** Records for the task follows **

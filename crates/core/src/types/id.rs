//! Newtype IDs for type-safe entity references.

use core::fmt;

use serde::{Deserialize, Serialize};

/// Identity of a product variant (a color/SKU code such as `golden-aqsa`).
///
/// The remote order contract keys line items by this value under the `color`
/// field. It is the merge key for the cart: at most one cart line exists per
/// distinct `VariantId`.
#[derive(Debug, Clone, PartialEq, Eq, Hash, Serialize, Deserialize)]
#[serde(transparent)]
pub struct VariantId(String);

impl VariantId {
    /// Create a variant ID from a SKU code.
    #[must_use]
    pub fn new(id: impl Into<String>) -> Self {
        Self(id.into())
    }

    /// Get the underlying SKU code.
    #[must_use]
    pub fn as_str(&self) -> &str {
        &self.0
    }
}

impl fmt::Display for VariantId {
    fn fmt(&self, f: &mut fmt::Formatter<'_>) -> fmt::Result {
        write!(f, "{}", self.0)
    }
}

impl From<&str> for VariantId {
    fn from(id: &str) -> Self {
        Self(id.to_owned())
    }
}

impl From<String> for VariantId {
    fn from(id: String) -> Self {
        Self(id)
    }
}

/// Identity of an order, assigned by the remote service on creation.
#[derive(Debug, Clone, Copy, PartialEq, Eq, Hash, Serialize, Deserialize)]
#[serde(transparent)]
pub struct OrderId(i64);

impl OrderId {
    /// Create an order ID from its numeric value.
    #[must_use]
    pub const fn new(id: i64) -> Self {
        Self(id)
    }

    /// Get the underlying numeric value.
    #[must_use]
    pub const fn as_i64(self) -> i64 {
        self.0
    }
}

impl fmt::Display for OrderId {
    fn fmt(&self, f: &mut fmt::Formatter<'_>) -> fmt::Result {
        write!(f, "{}", self.0)
    }
}

impl From<i64> for OrderId {
    fn from(id: i64) -> Self {
        Self(id)
    }
}

impl From<OrderId> for i64 {
    fn from(id: OrderId) -> Self {
        id.0
    }
}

** End of Records for the task **

--- Work item ---
Wherever "Hash" turns up in the records, copy the whole line.

--- Solved problem ---
#[derive(Debug, Clone, PartialEq, Eq, Hash, Serialize, Deserialize)]
#[derive(Debug, Clone, Copy, PartialEq, Eq, Hash, Serialize, Deserialize)]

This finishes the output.